Pineiro surrendered a three-run homer in the first inning, and the deficit stayed at three until the fourth. Shortly after the Redbirds rallied to tie the score, he was touched for another run. It was not Pineiro's sharpest night. But after plenty of games earlier in the year when he pitched well and took a loss or a no-decision, on this occasion it was the St. Louis offense picking Pineiro up.
"There's usually no justice in baseball," said manager Tony La Russa. "But Joel's pitched better than his number of losses. The offense picked him up some today. But he also, after the first inning, only gave up one more run."
Even after Holliday's three-run blast gave the Cards a 7-4 lead, things got interesting once again. Newly re-signed closer Ryan Franklin was touched for two runs in the ninth as Milwaukee made it dicey one more time. Still, the Cardinals escaped thanks to an offensive attack that saw six different players score a run, drive one in or both.
"The credit goes to the offense, picking me up so big," Pineiro said. "After I gave up that three-run homer, I settled down and I was able to keep the team in the ballgame. That was the big key. You know this offense can come back at any time, so I stayed positive even though it wasn't my best stuff."

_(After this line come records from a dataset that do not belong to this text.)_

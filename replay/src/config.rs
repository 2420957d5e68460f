//! Configuration for the ledger database

use chrono::NaiveDateTime;
use serde::{Deserialize, Serialize};

const START_TIME_FORMAT: &str = "%Y-%m-%d %H:%M:%S";

/// Ledger database configuration
#[derive(Debug, Clone, PartialEq, Eq, Serialize, Deserialize)]
#[serde(default)]
pub struct StoreConfig {
    /// MySQL connection URL
    pub database_url: String,

    /// Pool size
    pub max_connections: u32,

    /// Record statuses that count as settled on chain
    pub settled_statuses: Vec<String>,

    /// Records created before this time (`YYYY-MM-DD HH:MM:SS`) are ignored
    pub ledger_start_time: String,

    /// Rows per paged query
    pub page_size: u64,

    /// Resolver cache entries kept before a cache is cleared
    pub cache_limit: usize,
}

impl Default for StoreConfig {
    fn default() -> Self {
        Self {
            database_url: "mysql://auditor@127.0.0.1:3306/exchange".to_string(),
            max_connections: 10,
            settled_statuses: vec![
                "onchainsettled".to_string(),
                "onchainconfirmed".to_string(),
            ],
            ledger_start_time: "1970-01-01 00:00:00".to_string(),
            page_size: 100,
            cache_limit: 1_000_000,
        }
    }
}

impl StoreConfig {
    /// Parsed ledger start time
    pub fn start_time(&self) -> crate::Result<NaiveDateTime> {
        NaiveDateTime::parse_from_str(&self.ledger_start_time, START_TIME_FORMAT).map_err(|e| {
            crate::Error::Config(format!(
                "ledger_start_time '{}': {}",
                self.ledger_start_time, e
            ))
        })
    }

    /// Reject unusable settings
    pub fn validate(&self) -> crate::Result<()> {
        self.start_time()?;
        if self.settled_statuses.is_empty() {
            return Err(crate::Error::Config(
                "settled_statuses must not be empty".to_string(),
            ));
        }
        if self.page_size == 0 {
            return Err(crate::Error::Config("page_size must be at least 1".to_string()));
        }
        Ok(())
    }

    /// Apply `AUDITOR_DATABASE_*` environment overrides
    pub fn apply_env(&mut self) -> crate::Result<()> {
        if let Ok(url) = std::env::var("AUDITOR_DATABASE_URL") {
            self.database_url = url;
        }

        if let Ok(start) = std::env::var("AUDITOR_LEDGER_START_TIME") {
            self.ledger_start_time = start;
        }

        self.validate()
    }
}

#[cfg(test)]
mod tests {
    use super::*;

    #[test]
    fn test_default_config() {
        let config = StoreConfig::default();
        assert_eq!(config.page_size, 100);
        assert_eq!(config.settled_statuses.len(), 2);
        assert!(config.validate().is_ok());
    }

    #[test]
    fn test_bad_start_time() {
        let config = StoreConfig {
            ledger_start_time: "yesterday".to_string(),
            ..Default::default()
        };
        assert!(matches!(config.validate(), Err(crate::Error::Config(_))));
    }
}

With the Cards trailing in the fourth inning, Pujols started things by smoking a 3-2 pitch from former teammate Braden Looper over the wall in left. Three straight singles made it a two-run game, and Yadier Molina's double-play grounder brought in the tying run. That's where the game stood until the sixth, when three Brewers singles put the visitors ahead again.
But the St. Louis offense wasn't going quietly this time. A two-out rally in the bottom of the sixth started with Ryan Ludwick's double and concluded when Molina singled him home after an intentional walk to Colby Rasmus. An inning later, the Redbirds took control.
And once again it was a double, this time by Skip Schumaker, and an intentional walk, this one to Pujols. That brought up Holliday with two out and two on, and he jumped the first pitch that Todd Coffey threw for a 416-foot rocket to left.
"I went right after him and I got beat," Coffey said. "I thought it was in, but up a little bit more than I wanted it to be. I knew he was first-ball hacking right there in that situation, and I was trying to use that to my advantage. It didn't work."
Holliday didn't think twice about the Brewers putting Pujols on to pitch to him, despite his ridiculously torrid hitting since he was traded to St. Louis in July.
"I would anticipate Albert being walked if Babe Ruth was hitting behind him," Holliday said. "Forty-two home runs on Sept. 1, I think he's the best player ever. Of all time. You look at his first nine seasons, it would be hard to argue."
Those runs were enough to make Pineiro the pitcher of record, although he was removed for a pinch-hitter to start the inning. The support is still somewhat novel to Pineiro, who got very little help from his offense earlier in the year. At one point, he went nine straight starts without the Cardinals scoring more than three runs in a game he pitched.
Now that's turned around. And as a result, St. Louis has won his past 11 starts.
"Our pitchers are going to give up some runs like Pineiro in the first inning, but he started making some pitches and kept us in the game and we added a run here and there and we took Looper out and took advantage of the bullpen," said Pujols. "As a team, that's what you need to do, those little things, and that's what we've been doing so consistently over the last 20-plus games. It's not like we weren't doing it early, but it wasn't clicking the right way. Now it's just coming all together."